Omar was born in Egypt, lived in Qatar and is now a Canadian. This matters, American War is a dystopian novel set in the late 21st century. America is engaged in a vicious civil war. Climate change has caused havoc and the majority, in the North, have passed laws making fossil fuel use illegal. The southern states have resisted and are under a siege. There is only one end.
Sarat Chestnut lives in Louisiana a rebel state. The privations of being on the wrong end of conflict are many. Her father is killed by suicide bombers while waiting for a permit to work in the North. The family then move to the relative safety of Camp Patience. Once there there life is a bleakly nihilistic. Sarat grows up with the routines of oppression shaping her psychological DNA.
Recruiters groom suicide bombers who usually achieve nothing. Sarat is also recruited but resists the empty glamour of suicide bombing. She become a sniper. Smugglers not only smuggle commodities they also smuggle information.
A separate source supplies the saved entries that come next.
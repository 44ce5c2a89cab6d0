use serde::{Deserialize, Serialize};
use std::fmt;
use std::str::FromStr;

/// DNS record and query types, carried as their 16-bit wire codes.
///
/// Types without a named variant survive round-trips through `Unknown`.
#[derive(Debug, Clone, Copy, PartialEq, Eq, Hash, Serialize, Deserialize)]
pub enum RecordType {
    A,
    NS,
    CNAME,
    SOA,
    PTR,
    MX,
    TXT,
    AAAA,
    SRV,
    NAPTR,
    OPT,
    DS,
    SSHFP,
    RRSIG,
    NSEC,
    DNSKEY,
    NSEC3,
    NSEC3PARAM,
    TLSA,
    SVCB,
    HTTPS,
    CAA,
    AXFR,
    ANY,
    Unknown(u16),
}

impl RecordType {
    pub fn to_u16(self) -> u16 {
        match self {
            RecordType::A => 1,
            RecordType::NS => 2,
            RecordType::CNAME => 5,
            RecordType::SOA => 6,
            RecordType::PTR => 12,
            RecordType::MX => 15,
            RecordType::TXT => 16,
            RecordType::AAAA => 28,
            RecordType::SRV => 33,
            RecordType::NAPTR => 35,
            RecordType::OPT => 41,
            RecordType::DS => 43,
            RecordType::SSHFP => 44,
            RecordType::RRSIG => 46,
            RecordType::NSEC => 47,
            RecordType::DNSKEY => 48,
            RecordType::NSEC3 => 50,
            RecordType::NSEC3PARAM => 51,
            RecordType::TLSA => 52,
            RecordType::SVCB => 64,
            RecordType::HTTPS => 65,
            RecordType::AXFR => 252,
            RecordType::ANY => 255,
            RecordType::CAA => 257,
            RecordType::Unknown(code) => code,
        }
    }

    pub fn from_u16(code: u16) -> Self {
        match code {
            1 => RecordType::A,
            2 => RecordType::NS,
            5 => RecordType::CNAME,
            6 => RecordType::SOA,
            12 => RecordType::PTR,
            15 => RecordType::MX,
            16 => RecordType::TXT,
            28 => RecordType::AAAA,
            33 => RecordType::SRV,
            35 => RecordType::NAPTR,
            41 => RecordType::OPT,
            43 => RecordType::DS,
            44 => RecordType::SSHFP,
            46 => RecordType::RRSIG,
            47 => RecordType::NSEC,
            48 => RecordType::DNSKEY,
            50 => RecordType::NSEC3,
            51 => RecordType::NSEC3PARAM,
            52 => RecordType::TLSA,
            64 => RecordType::SVCB,
            65 => RecordType::HTTPS,
            252 => RecordType::AXFR,
            255 => RecordType::ANY,
            257 => RecordType::CAA,
            other => RecordType::Unknown(other),
        }
    }

    /// ANY and AXFR questions accept any record mix as an answer, so the
    /// unanswered-question heuristic does not apply to them.
    pub fn is_any_or_axfr(self) -> bool {
        matches!(self, RecordType::ANY | RecordType::AXFR)
    }

    pub fn is_address(self) -> bool {
        matches!(self, RecordType::A | RecordType::AAAA)
    }
}

impl fmt::Display for RecordType {
    fn fmt(&self, f: &mut fmt::Formatter<'_>) -> fmt::Result {
        let name = match self {
            RecordType::A => "A",
            RecordType::NS => "NS",
            RecordType::CNAME => "CNAME",
            RecordType::SOA => "SOA",
            RecordType::PTR => "PTR",
            RecordType::MX => "MX",
            RecordType::TXT => "TXT",
            RecordType::AAAA => "AAAA",
            RecordType::SRV => "SRV",
            RecordType::NAPTR => "NAPTR",
            RecordType::OPT => "OPT",
            RecordType::DS => "DS",
            RecordType::SSHFP => "SSHFP",
            RecordType::RRSIG => "RRSIG",
            RecordType::NSEC => "NSEC",
            RecordType::DNSKEY => "DNSKEY",
            RecordType::NSEC3 => "NSEC3",
            RecordType::NSEC3PARAM => "NSEC3PARAM",
            RecordType::TLSA => "TLSA",
            RecordType::SVCB => "SVCB",
            RecordType::HTTPS => "HTTPS",
            RecordType::CAA => "CAA",
            RecordType::AXFR => "AXFR",
            RecordType::ANY => "ANY",
            RecordType::Unknown(code) => return write!(f, "TYPE{}", code),
        };
        f.write_str(name)
    }
}

impl FromStr for RecordType {
    type Err = String;

    fn from_str(s: &str) -> Result<Self, Self::Err> {
        match s.to_uppercase().as_str() {
            "A" => Ok(RecordType::A),
            "NS" => Ok(RecordType::NS),
            "CNAME" => Ok(RecordType::CNAME),
            "SOA" => Ok(RecordType::SOA),
            "PTR" => Ok(RecordType::PTR),
            "MX" => Ok(RecordType::MX),
            "TXT" => Ok(RecordType::TXT),
            "AAAA" => Ok(RecordType::AAAA),
            "SRV" => Ok(RecordType::SRV),
            "NAPTR" => Ok(RecordType::NAPTR),
            "OPT" => Ok(RecordType::OPT),
            "DS" => Ok(RecordType::DS),
            "SSHFP" => Ok(RecordType::SSHFP),
            "RRSIG" => Ok(RecordType::RRSIG),
            "NSEC" => Ok(RecordType::NSEC),
            "DNSKEY" => Ok(RecordType::DNSKEY),
            "NSEC3" => Ok(RecordType::NSEC3),
            "NSEC3PARAM" => Ok(RecordType::NSEC3PARAM),
            "TLSA" => Ok(RecordType::TLSA),
            "SVCB" => Ok(RecordType::SVCB),
            "HTTPS" => Ok(RecordType::HTTPS),
            "CAA" => Ok(RecordType::CAA),
            "AXFR" => Ok(RecordType::AXFR),
            "ANY" | "*" => Ok(RecordType::ANY),
            other => match other.strip_prefix("TYPE").and_then(|n| n.parse().ok()) {
                Some(code) => Ok(RecordType::from_u16(code)),
                None => Err(format!("unknown record type: {}", s)),
            },
        }
    }
}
Sarat’s greatest success is the assassination of a general. This unleashes a whirlwind. Sarat and her family are forced to live on the coast. Once there she’s kidnapped and placed into a detention centre where interrogation escalates into torture when she resists. She’s finally broken. Her final act of resistance is breath-taking.
Why you should read this book: It’s a brilliant dystopian metaphor for the conflict in the middle-east with roles reversed.
Why you shouldn’t read this book: You’re a climate change denier and believe American power is permanent.